▸ Exercise goal:
Every record below needs to be printed again exactly.

▸ Records to use:
use std::fmt::Debug;
use std::sync::Arc;

use async_trait::async_trait;
use mockall::automock;
use worktime_utils::YearMonth;

use crate::{permission::Authentication, ServiceError};

/// Deprecated HTML admin view of a work month.
///
/// Kept only until the separate UI application replaces it. The rendering
/// happens in a template, the aggregation core stays string free.
#[automock(type Context=();)]
#[async_trait]
pub trait MonthHtmlService {
    type Context: Clone + Debug + PartialEq + Eq + Send + Sync + 'static;

    async fn render_month(
        &self,
        month: YearMonth,
        username: &str,
        context: Authentication<Self::Context>,
    ) -> Result<Arc<str>, ServiceError>;
}
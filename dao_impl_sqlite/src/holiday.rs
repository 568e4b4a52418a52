use std::sync::Arc;

use async_trait::async_trait;
use dao::holiday::{HolidayDao, HolidayEntity};
use dao::DaoError;
use sqlx::{query_as, SqlitePool};
use time::macros::format_description;
use time::Date;
use worktime_utils::YearMonth;

use crate::ResultDbErrorExt;

const DATE_FORMAT: &[time::format_description::BorrowedFormatItem<'static>] =
    format_description!("[year]-[month]-[day]");

#[derive(sqlx::FromRow)]
struct HolidayDb {
    date: String,
    description: String,
}

impl TryFrom<&HolidayDb> for HolidayEntity {
    type Error = DaoError;

    fn try_from(entity: &HolidayDb) -> Result<Self, Self::Error> {
        Ok(Self {
            date: Date::parse(&entity.date, DATE_FORMAT)?,
            description: entity.description.as_str().into(),
        })
    }
}

pub struct HolidayDaoImpl {
    pub pool: Arc<SqlitePool>,
}
impl HolidayDaoImpl {
    pub fn new(pool: Arc<SqlitePool>) -> Self {
        Self { pool }
    }
}

#[async_trait]
impl HolidayDao for HolidayDaoImpl {
    async fn find_by_month(&self, month: YearMonth) -> Result<Arc<[HolidayEntity]>, DaoError> {
        query_as::<_, HolidayDb>(
            r#"
            SELECT date, description
            FROM national_holiday
            WHERE date LIKE ?
            ORDER BY date
            "#,
        )
        .bind(format!("{:04}-{:02}-%", month.year(), month.month_number()))
        .fetch_all(self.pool.as_ref())
        .await
        .map_db_error()?
        .iter()
        .map(HolidayEntity::try_from)
        .collect::<Result<_, _>>()
    }
}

▸ Answer to the exercise:
use std::fmt::Debug;
use std::sync::Arc;

use async_trait::async_trait;
use mockall::automock;
use worktime_utils::YearMonth;

use crate::{permission::Authentication, ServiceError};

/// Deprecated HTML admin view of a work month.
///
/// Kept only until the separate UI application replaces it. The rendering
/// happens in a template, the aggregation core stays string free.
#[automock(type Context=();)]
#[async_trait]
pub trait MonthHtmlService {
    type Context: Clone + Debug + PartialEq + Eq + Send + Sync + 'static;

    async fn render_month(
        &self,
        month: YearMonth,
        username: &str,
        context: Authentication<Self::Context>,
    ) -> Result<Arc<str>, ServiceError>;
}
filename dao_impl_sqlite/src/holiday.rs
repository 568e4b4a52418a52
use std::sync::Arc;

use async_trait::async_trait;
use dao::holiday::{HolidayDao, HolidayEntity};
use dao::DaoError;
use sqlx::{query_as, SqlitePool};
use time::macros::format_description;
use time::Date;
use worktime_utils::YearMonth;

use crate::ResultDbErrorExt;

const DATE_FORMAT: &[time::format_description::BorrowedFormatItem<'static>] =
    format_description!("[year]-[month]-[day]");

#[derive(sqlx::FromRow)]
struct HolidayDb {
    date: String,
    description: String,
}

impl TryFrom<&HolidayDb> for HolidayEntity {
    type Error = DaoError;

    fn try_from(entity: &HolidayDb) -> Result<Self, Self::Error> {
        Ok(Self {
            date: Date::parse(&entity.date, DATE_FORMAT)?,
            description: entity.description.as_str().into(),
        })
    }
}

pub struct HolidayDaoImpl {
    pub pool: Arc<SqlitePool>,
}
impl HolidayDaoImpl {
    pub fn new(pool: Arc<SqlitePool>) -> Self {
        Self { pool }
    }
}

#[async_trait]
impl HolidayDao for HolidayDaoImpl {
    async fn find_by_month(&self, month: YearMonth) -> Result<Arc<[HolidayEntity]>, DaoError> {
        query_as::<_, HolidayDb>(
            r#"
            SELECT date, description
            FROM national_holiday
            WHERE date LIKE ?
            ORDER BY date
            "#,
        )
        .bind(format!("{:04}-{:02}-%", month.year(), month.month_number()))
        .fetch_all(self.pool.as_ref())
        .await
        .map_db_error()?
        .iter()
        .map(HolidayEntity::try_from)
        .collect::<Result<_, _>>()
    }
}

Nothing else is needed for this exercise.